Litigation over data breaches is on the rise, with affected individuals quick to sue and smaller incidents increasingly yielding class-action lawsuits, a new analysis of data breach responses found.
The 2022 report from BakerHostetler, Digital Assets and Data Management – Resilience and Perseverance, quantified litigation trends surrounding data breaches in all industries, including health care.[1]
“In 2021, there was a trend of multiple lawsuits being filed in the same venue within weeks following incident notification, even for smaller incidents,” the report said. “Previously, there was always a risk of multidistrict litigation following large data incidents. However, now we are seeing multiple lawsuits following an incident notification in the same federal forum. Or, in the alternative, we see a handful of cases in one federal forum and another handful of cases in a state venue.”
This is “increasing the ‘race to the courthouse’ filings and increasing the initial litigation defense costs and the ultimate cost of settlement, due to the number of plaintiffs’ attorneys involved,” the report said. BakerHostetler clients were involved in 536 breach notifications in 2021, and 23 of those incidents resulted in lawsuits.
SuperCare Sued Within Weeks
Two recent large breaches demonstrate the trend of fast lawsuits.
In-home respiratory care provider SuperCare Health was sued April 12 in the U.S. District Court for the Central District of California over a breach involving information for 318,400 patients that was disclosed on March 25.[2] Based in California with operations there and in Arizona, Nevada, New Mexico and Texas, SuperCare said in its “Notice of Data Security Incident” that it discovered unauthorized activity in its systems July 27, 2021.[3] The forensic investigation revealed that an unknown party had access to “certain systems on our network from July 23, 2021 to July 27, 2021.”

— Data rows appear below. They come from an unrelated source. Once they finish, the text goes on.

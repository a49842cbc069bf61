//! Summary statistics of a bundle: counts, mean fiber length and per
//! attribute scalar statistics.

use std::collections::BTreeMap;

use serde::Serialize;

use crate::bundle::PolylineBundle;
use crate::error::Result;
use crate::geometry::polyline_length;

/// Valid ranges of the common diffusion tensor scalars, keyed by name
/// fragment.
pub fn default_measurement_clamps() -> BTreeMap<String, (f64, f64)> {
    [
        ("FractionalAnisotropy", (0.0, 1.0)),
        ("RelativeAnisotropy", (0.0, std::f64::consts::SQRT_2)),
        ("LinearMeasurement", (0.0, 1.0)),
        ("PlanarMeasurement", (0.0, 1.0)),
        ("SphericalMeasurement", (0.0, 1.0)),
    ]
    .into_iter()
    .map(|(name, range)| (name.to_string(), range))
    .collect()
}

#[derive(Clone, Copy, Debug, PartialEq, Serialize)]
pub struct FiberStats {
    pub num_points: usize,
    pub num_fibers: usize,
    /// Mean arc length over streamlines with at least two points.
    pub mean_length: Option<f64>,
}

#[derive(Clone, Debug, Default, PartialEq, Serialize)]
pub struct ScalarStats {
    /// Values that entered the statistics.
    pub count: usize,
    /// Values dropped by a clamp range.
    pub excluded: usize,
    /// NaN values, dropped before clamping.
    pub nan_count: usize,
    pub mean: Option<f64>,
    pub min: Option<f64>,
    pub max: Option<f64>,
    pub median: Option<f64>,
    /// Sample variance.
    pub variance: Option<f64>,
}

impl ScalarStats {
    fn from_values(mut values: Vec<f64>, excluded: usize, nan_count: usize) -> Self {
        let count = values.len();
        if count == 0 {
            return Self {
                excluded,
                nan_count,
                ..Self::default()
            };
        }
        values.sort_by(f64::total_cmp);

        let mean = values.iter().sum::<f64>() / count as f64;
        let median = if count % 2 == 0 {
            (values[count / 2 - 1] + values[count / 2]) / 2.0
        } else {
            values[count / 2]
        };
        let variance = (count > 1).then(|| {
            values.iter().map(|v| (v - mean) * (v - mean)).sum::<f64>() / (count - 1) as f64
        });

        Self {
            count,
            excluded,
            nan_count,
            mean: Some(mean),
            min: values.first().copied(),
            max: values.last().copied(),
            median: Some(median),
            variance,
        }
    }
}

pub fn fiber_stats(bundle: &PolylineBundle) -> Result<FiberStats> {
    bundle.validate()?;
    let mut measured = 0;
    let mut total_length = 0.0;
    for line in 0..bundle.num_streamlines() {
        let points = bundle.streamline_points(line)?;
        if points.len() > 1 {
            total_length += polyline_length(&points);
            measured += 1;
        }
    }
    Ok(FiberStats {
        num_points: bundle.num_points(),
        num_fibers: bundle.num_streamlines(),
        mean_length: (measured > 0).then(|| total_length / measured as f64),
    })
}

/// Statistics of every single-component point attribute over all points.
///
/// `clamps` maps a name fragment to an inclusive `(min, max)` range; values
/// of attributes whose name contains the fragment are excluded when outside
/// the range. When several fragments match, the last one in key order wins.
pub fn scalar_stats(
    bundle: &PolylineBundle,
    clamps: &BTreeMap<String, (f64, f64)>,
) -> Result<BTreeMap<String, ScalarStats>> {
    bundle.validate()?;
    let mut stats = BTreeMap::new();
    for (name, array) in &bundle.point_attributes {
        if array.components != 1 {
            continue;
        }
        let clamp = clamps
            .iter()
            .filter(|(fragment, _)| name.contains(fragment.as_str()))
            .map(|(_, &range)| range)
            .last();

        let mut values = Vec::with_capacity(array.len());
        let mut excluded = 0;
        let mut nan_count = 0;
        for value in (0..array.len()).filter_map(|index| array.scalar(index)) {
            if value.is_nan() {
                nan_count += 1;
                continue;
            }
            if clamp.is_some_and(|(min, max)| value < min || value > max) {
                excluded += 1;
                continue;
            }
            values.push(value);
        }
        stats.insert(name.clone(), ScalarStats::from_values(values, excluded, nan_count));
    }
    Ok(stats)
}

On Feb. 4, SuperCare determined that affected files included names, addresses, dates of birth, hospital or medical groups, patient account numbers, medical record numbers, health insurance information, testing/diagnostic/treatment information, other health-related information and claim information. For a small subset of individuals, the information impacted included Social Security numbers and/or driver’s license numbers.
“The Data Breach was a direct result of Defendant’s failure to implement adequate and reasonable cyber-security procedures and protocols necessary to protect Plaintiff’s and the Class members’ Private Information despite the fact that data breach attacks against medical systems and healthcare providers are at an all-time high,” the lawsuit stated. In addition, the lawsuit noted that SuperCare “has not offered to provide affected individuals with adequate credit monitoring service or compensation for the damages they have suffered as a result of the Breach.”
Meanwhile, Logan Health Medical Center in Kalispell, Montana, was sued in Flathead County District Court over a 2021 breach that compromised the personal information of more than 200,000 patients.[4] The lawsuit, filed by two former patients, claims that the plaintiffs are facing more phishing attempts and decreased credit scores since their data was breached, and are at heightened risk of tax fraud and identity theft.
The suit alleges the medical center lacked adequate cybersecurity to prevent the breach of patient names, phone numbers and insurance information. According to the medical center, the breach did not involve medical records. Patients were offered one year of free credit and identity protection services.
This is Logan’s second data breach lawsuit in three years. In late 2020, Logan—then Kalispell Regional Health—agreed to pay more than $4 million in a settlement with patients for a breach of medical records that occurred in 2019.